§ **Problem requirements**
Working through the lines below, return each one that holds "exactly".

§ **Data for processing**

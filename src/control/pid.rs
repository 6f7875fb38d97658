//! PID controller implementation
//!
//! A PID (Proportional-Integral-Derivative) controller with feedforward,
//! per-cycle integral anti-windup, derivative-on-measurement, and
//! multi-cycle settling detection.

use serde::{Deserialize, Serialize};

use super::ControlLoop;
use crate::{Error, Result};

/// PID controller configuration
///
/// Gains default to zero, so an unconfigured controller commands `0.0`.
/// `max_output` is a symmetric clamp on the command and is itself kept in
/// `[0, 1]`; values outside that range are normalized, never rejected.
#[derive(Debug, Clone, Copy, Serialize, Deserialize)]
pub struct PidConfig {
    /// Proportional gain
    pub kp: f64,
    /// Integral gain
    pub ki: f64,
    /// Derivative gain
    pub kd: f64,
    /// Feedforward gain, applied to the feedforward function's output
    pub kff: f64,
    /// Deadband on the error below which integral accumulation is disabled
    pub epsilon: f64,
    /// Symmetric output clamp, normalized into [0, 1]
    pub max_output: f64,
    /// Tolerance below which a cycle counts as settled
    pub done_range: f64,
    /// Consecutive settled cycles required (exceeded strictly) before done
    pub min_done_cycles: u32,
}

impl Default for PidConfig {
    fn default() -> Self {
        Self {
            kp: 0.0,
            ki: 0.0,
            kd: 0.0,
            kff: 0.0,
            epsilon: 0.0,
            max_output: 1.0,
            done_range: 0.0,
            min_done_cycles: 10,
        }
    }
}

impl PidConfig {
    /// Create a new PID config with the given gains
    pub fn new(kp: f64, ki: f64, kd: f64) -> Self {
        Self {
            kp,
            ki,
            kd,
            ..Default::default()
        }
    }

    /// Create a P-only controller config
    pub fn p(kp: f64) -> Self {
        Self::new(kp, 0.0, 0.0)
    }

    /// Create a PI controller config
    pub fn pi(kp: f64, ki: f64) -> Self {
        Self::new(kp, ki, 0.0)
    }

    /// Create a PD controller config
    pub fn pd(kp: f64, kd: f64) -> Self {
        Self::new(kp, 0.0, kd)
    }

    /// Set the feedforward gain
    pub fn with_feed_forward(mut self, kff: f64) -> Self {
        self.kff = kff;
        self
    }

    /// Set the integral deadband
    pub fn with_epsilon(mut self, epsilon: f64) -> Self {
        self.epsilon = epsilon;
        self
    }

    /// Set the output clamp (normalized into [0, 1])
    pub fn with_max_output(mut self, max: f64) -> Self {
        self.max_output = normalize_max_output(max);
        self
    }

    /// Set the settling tolerance
    pub fn with_done_range(mut self, range: f64) -> Self {
        self.done_range = range;
        self
    }

    /// Set the settled-cycle requirement
    pub fn with_min_done_cycles(mut self, cycles: u32) -> Self {
        self.min_done_cycles = cycles;
        self
    }

    /// Check the configuration for values that indicate a mistake
    ///
    /// Negative gains invert the loop's sense and negative tolerances can
    /// never be satisfied; both almost always mean a sign slipped in during
    /// tuning. Runtime operations stay total either way; this is an opt-in
    /// check for configuration load paths.
    pub fn validate(&self) -> Result<()> {
        let fields = [
            ("kp", self.kp),
            ("ki", self.ki),
            ("kd", self.kd),
            ("kff", self.kff),
            ("epsilon", self.epsilon),
            ("done_range", self.done_range),
        ];
        for (name, value) in fields {
            if !value.is_finite() {
                return Err(Error::Config(format!("{} must be finite, got {}", name, value)));
            }
            if value < 0.0 {
                return Err(Error::Config(format!("{} must be >= 0, got {}", name, value)));
            }
        }
        if !self.max_output.is_finite() {
            return Err(Error::Config(format!(
                "max_output must be finite, got {}",
                self.max_output
            )));
        }
        Ok(())
    }
}

/// PID controller internal state
///
/// Mutated exactly once per `calculate` call; exposed read-only for
/// diagnostics and logging.
#[derive(Debug, Clone, Copy, Serialize, Deserialize)]
pub struct PidState {
    /// Running integral accumulator
    pub error_sum: f64,
    /// Last measurement committed by `calculate`
    pub previous_value: f64,
    /// Set until the first `calculate` after construction or `reset`
    pub first_cycle: bool,
    /// Consecutive settled-cycle counter
    pub cycle_count: u32,
}

impl Default for PidState {
    fn default() -> Self {
        Self {
            error_sum: 0.0,
            previous_value: 0.0,
            first_cycle: true,
            cycle_count: 0,
        }
    }
}

type FeedForwardFn = Box<dyn Fn(f64) -> f64 + Send + Sync>;

/// Normalize the output clamp into [0, 1]; a NaN clamp would poison
/// `f64::clamp` downstream, so it falls back to the full range.
fn normalize_max_output(max: f64) -> f64 {
    if max.is_nan() {
        1.0
    } else {
        max.clamp(0.0, 1.0)
    }
}

/// PID controller
///
/// The integral term uses a per-cycle anti-windup policy: each cycle's
/// contribution is capped at `1.0`, accumulation is disabled entirely while
/// the error is inside the `epsilon` deadband, and a negative accumulator is
/// zeroed before accumulating in the positive direction. The derivative is
/// taken on the measurement, not the error, so setpoint steps do not spike
/// the output.
///
/// One instance is owned and driven by exactly one periodic task; there is
/// no internal synchronization.
///
/// # Example
/// ```
/// use motion_core::control::{ControlLoop, Pid, PidConfig};
///
/// let config = PidConfig::new(0.8, 0.02, 0.1)
///     .with_max_output(0.6)
///     .with_done_range(0.5);
///
/// let mut pid = Pid::new(config);
/// pid.set_setpoint(120.0);
///
/// // In the periodic task
/// let measurement = 40.0;
/// let command = pid.calculate(measurement);
/// assert!(command.abs() <= 0.6);
/// ```
pub struct Pid {
    config: PidConfig,
    feed_forward: FeedForwardFn,
    setpoint: f64,
    state: PidState,
}

impl std::fmt::Debug for Pid {
    fn fmt(&self, f: &mut std::fmt::Formatter<'_>) -> std::fmt::Result {
        f.debug_struct("Pid")
            .field("config", &self.config)
            .field("setpoint", &self.setpoint)
            .field("state", &self.state)
            .finish()
    }
}

impl Default for Pid {
    fn default() -> Self {
        Self::new(PidConfig::default())
    }
}

impl Pid {
    /// Create a new PID controller with the given configuration
    ///
    /// The feedforward function defaults to identity. `max_output` is
    /// normalized into `[0, 1]`; negative gains are accepted but logged,
    /// since they invert the loop's sense.
    pub fn new(config: PidConfig) -> Self {
        if config.kp < 0.0 || config.ki < 0.0 || config.kd < 0.0 || config.kff < 0.0 {
            tracing::warn!(
                kp = config.kp,
                ki = config.ki,
                kd = config.kd,
                kff = config.kff,
                "negative PID gain, loop sense is inverted"
            );
        }
        Self {
            config: PidConfig {
                max_output: normalize_max_output(config.max_output),
                ..config
            },
            feed_forward: Box::new(|x| x),
            setpoint: 0.0,
            state: PidState::default(),
        }
    }

    /// Create a PID controller with the given gains and default config
    pub fn pid(kp: f64, ki: f64, kd: f64) -> Self {
        Self::new(PidConfig::new(kp, ki, kd))
    }

    /// Create a P-only controller
    pub fn p(kp: f64) -> Self {
        Self::new(PidConfig::p(kp))
    }

    /// Create a PI controller
    pub fn pi(kp: f64, ki: f64) -> Self {
        Self::new(PidConfig::pi(kp, ki))
    }

    /// Create a PD controller
    pub fn pd(kp: f64, kd: f64) -> Self {
        Self::new(PidConfig::pd(kp, kd))
    }

    /// Change the PID gains
    ///
    /// Takes effect on the next `calculate` call; history is untouched.
    pub fn set_pid_gains(&mut self, kp: f64, ki: f64, kd: f64) {
        self.config.kp = kp;
        self.config.ki = ki;
        self.config.kd = kd;
    }

    /// Set the feedforward mapping and gain
    ///
    /// The mapping is applied to the current setpoint each cycle and scaled
    /// by `kff`.
    pub fn set_feed_forward<F>(&mut self, function: F, kff: f64)
    where
        F: Fn(f64) -> f64 + Send + Sync + 'static,
    {
        self.feed_forward = Box::new(function);
        self.config.kff = kff;
    }

    /// Set the feedforward gain with an identity mapping
    pub fn set_feed_forward_gain(&mut self, kff: f64) {
        self.feed_forward = Box::new(|x| x);
        self.config.kff = kff;
    }

    /// Set the integral deadband
    pub fn set_epsilon(&mut self, epsilon: f64) {
        self.config.epsilon = epsilon;
    }

    /// Set the output clamp
    ///
    /// Normalized into `[0, 1]`: negative values become `0.0`, values above
    /// one become `1.0`.
    pub fn set_max_output(&mut self, max: f64) {
        self.config.max_output = normalize_max_output(max);
    }

    /// Clear the integral accumulator and re-arm the first-cycle warm-up
    ///
    /// Called when re-enabling a loop after a pause so stale integral state
    /// does not carry over. Gains and setpoint are untouched.
    pub fn reset(&mut self) {
        self.state.error_sum = 0.0;
        self.state.first_cycle = true;
    }

    /// Get the current target
    pub fn setpoint(&self) -> f64 {
        self.setpoint
    }

    /// Get the last measurement committed by `calculate`
    pub fn previous_value(&self) -> f64 {
        self.state.previous_value
    }

    /// Get the current state
    pub fn state(&self) -> &PidState {
        &self.state
    }

    /// Get the configuration
    pub fn config(&self) -> &PidConfig {
        &self.config
    }
}

impl ControlLoop for Pid {
    fn set_setpoint(&mut self, setpoint: f64) {
        self.setpoint = setpoint;
    }

    fn set_done_range(&mut self, range: f64) {
        self.config.done_range = range;
    }

    fn set_min_done_cycles(&mut self, cycles: u32) {
        self.config.min_done_cycles = cycles;
    }

    fn calculate(&mut self, measurement: f64) -> f64 {
        // Warm-up: the first derivative must not see a phantom jump from an
        // uninitialized previous value.
        if self.state.first_cycle {
            self.state.previous_value = measurement;
            self.state.first_cycle = false;
        }

        let ff = (self.feed_forward)(self.setpoint) * self.config.kff;

        let error = self.setpoint - measurement;
        let p = self.config.kp * error;

        // Anti-windup: contributions are capped at 1.0 per cycle, a negative
        // accumulator is zeroed before positive accumulation, and the
        // accumulator is cleared entirely inside the deadband.
        if error > self.config.epsilon {
            if self.state.error_sum < 0.0 {
                self.state.error_sum = 0.0;
            }
            self.state.error_sum += error.min(1.0);
        } else {
            self.state.error_sum = 0.0;
        }
        let i = self.config.ki * self.state.error_sum;

        // Derivative on measurement, not error
        let deriv = measurement - self.state.previous_value;
        let d = self.config.kd * deriv;

        let mut output =
            (ff + p + i - d).clamp(-self.config.max_output, self.config.max_output);

        if !output.is_finite() {
            tracing::warn!(
                setpoint = self.setpoint,
                measurement,
                "non-finite PID output, commanding 0.0"
            );
            output = 0.0;
        }

        self.state.previous_value = measurement;

        // Settling bookkeeping lives here so is_done stays a pure query
        if (self.setpoint - measurement).abs() <= self.config.done_range {
            self.state.cycle_count = self.state.cycle_count.saturating_add(1);
        } else {
            self.state.cycle_count = 0;
        }

        output
    }

    fn is_done(&self) -> bool {
        self.state.cycle_count > self.config.min_done_cycles
    }
}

§ **Solution to this exercise**
/// Mutated exactly once per `calculate` call; exposed read-only for
/// One instance is owned and driven by exactly one periodic task; there is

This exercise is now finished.